Autumnal Wines from Jill Mott

From Jill:


There’s no doubt. The equinox happens, the leaves begin to fall, we feel the slight chill in the air and our tastes morph. These wines appreciate this feeling and will inspire autumnal dishes, game nights, and so much more!


Talk about a rare sparkling wine – this comes from a native Umbrian (central Italian) varietal called Gamay del Trasimeno that tastes like nothing you’d experience in France as the core is lighter all around and more aromatic. The small addition of Ciliegiolo, another autochthonous grape from Umbria, adds a deeper hue than you’re typical rosé. The combination makes for a blasphemously good sipper whether it’s a Sunday brunch, a romantic, chill night in or a celebratory affair. The mosquito on the label makes it very appropriate for Minnesota. Thankfully, we’re almost out of those woods.  No sulphur added. Unfiltered. Purity in bubbles!


I never thought I’d say this in my 19 years of working with Greek wines but you MUST try this Retsina! I’ve never had one that spoke to historical tradition and was actually tasty! Centuries ago, resin was added to wine (and sometimes the corks that sealed amphora) to preserve/protect the wine, acting much like hops do in beer today safeguarding against bacteria. Wine in those times rarely tasted good and was often adulterated with anything from sea water to myrrh to honey and/or in this case, resin.

Georgas Family is located in Spata just east of Athens, where the soils are calcareous clay loam and the dry-farmed vines tended to biodynamically. This is the real deal: artisanal juice from the Savatiano grape, produced without sulphur, with up to a week of skin contact. Anything you grill or roast, especially with rosemary will pair exceptionally well with this. Prepare yourself for a bounty of aromatics and don’t let the rosemary/sage-like nature fool you – this is history in a bottle and will be served at the University of Minnesota’s Pre-Modern Food Lab!

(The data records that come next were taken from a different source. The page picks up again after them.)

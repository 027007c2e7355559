use adt_bridge_core::config::Config;
use adt_bridge_core::objects::{NewClass, NewProgram, ObjectKind};

use super::connect;
use crate::cli::{BridgeArgs, CreateArgs, WriteSourceArgs};

pub async fn check(config: Config, bridge: BridgeArgs) -> anyhow::Result<()> {
    let client = connect(&config, &bridge).await?;
    let check = client.check_connection().await;
    println!("{}", serde_json::to_string_pretty(&check)?);

    if check.status != "connected" {
        anyhow::bail!("{}", check.message);
    }
    Ok(())
}

pub async fn search(
    config: Config,
    query: String,
    max: u32,
    object_type: Option<String>,
    bridge: BridgeArgs,
) -> anyhow::Result<()> {
    let client = connect(&config, &bridge).await?;
    let found = client.search(&query, max, object_type.as_deref()).await?;

    if found.results.is_empty() {
        println!("No objects match {}", query);
        return Ok(());
    }

    println!("{:<40} {:<10} {:<20} {}", "Name", "Type", "Package", "Description");
    println!("{}", "-".repeat(90));
    for object in &found.results {
        println!(
            "{:<40} {:<10} {:<20} {}",
            object.name, object.object_type, object.package_name, object.description
        );
    }
    println!();
    println!("{} object(s)", found.count);
    Ok(())
}

pub async fn source(config: Config, kind: ObjectKind, name: String, bridge: BridgeArgs) -> anyhow::Result<()> {
    let client = connect(&config, &bridge).await?;
    print!("{}", client.read_source(kind, &name).await?);
    Ok(())
}

pub async fn package(config: Config, name: String, bridge: BridgeArgs) -> anyhow::Result<()> {
    let client = connect(&config, &bridge).await?;
    let package = client.get_package(&name).await?;
    println!("{}", serde_json::to_string_pretty(&package)?);
    Ok(())
}

pub async fn write_source(config: Config, args: WriteSourceArgs) -> anyhow::Result<()> {
    if !args.kind.has_source() {
        anyhow::bail!("A {} has no source to write", args.kind);
    }

    let client = connect(&config, &args.bridge).await?;
    let source = std::fs::read_to_string(&args.file)?;
    let object_path = args.kind.object_path(&args.name);

    client
        .write_source(&object_path, &source, args.transport.as_deref())
        .await?;
    println!("Source of {} {} written", args.kind, args.name.to_uppercase());

    if args.activate {
        client.activate(&object_path, &args.name).await?;
        println!("Activated {}", args.name.to_uppercase());
    }
    Ok(())
}

pub async fn create_program(config: Config, args: CreateArgs) -> anyhow::Result<()> {
    let client = connect(&config, &args.bridge).await?;
    let source = read_optional(&args)?;

    let created = client
        .create_program(NewProgram {
            description: args.description.clone().unwrap_or_else(|| args.name.clone()),
            name: args.name,
            package: args.package,
            transport: args.transport,
            language: None,
            source,
        })
        .await?;
    println!("{}", serde_json::to_string_pretty(&created)?);
    Ok(())
}

pub async fn create_class(config: Config, args: CreateArgs) -> anyhow::Result<()> {
    let client = connect(&config, &args.bridge).await?;
    let source = read_optional(&args)?;

    let created = client
        .create_class(NewClass {
            name: args.name,
            description: args.description,
            package: args.package,
            transport: args.transport,
            source,
            ..NewClass::default()
        })
        .await?;
    println!("{}", serde_json::to_string_pretty(&created)?);
    Ok(())
}

fn read_optional(args: &CreateArgs) -> anyhow::Result<Option<String>> {
    args.file
        .as_ref()
        .map(std::fs::read_to_string)
        .transpose()
        .map_err(Into::into)
}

If any grape speaks of pasta, heartier fare, pizza, and the like, it’s Dolcetto. Let’s face it, the jovial nature makes us ask for more than a glass and when we find the serious players, they’re worth taking note of (and buying two bottles instead of one!). Roagna makes traditional, low intervention, low sulphur wines that experience skin macerations of upwards of 100 days in large oak casks which is almost unheard of in today’s Dolcetto-making world. The color is shimmering and of a ruby meets rose nature; the nose is brimming with bright, real red fruits and a mouth feel to please any palate (supple tannins + avid but integrated acidity). This can definitely be enjoyed solo but LOVES a fall dish.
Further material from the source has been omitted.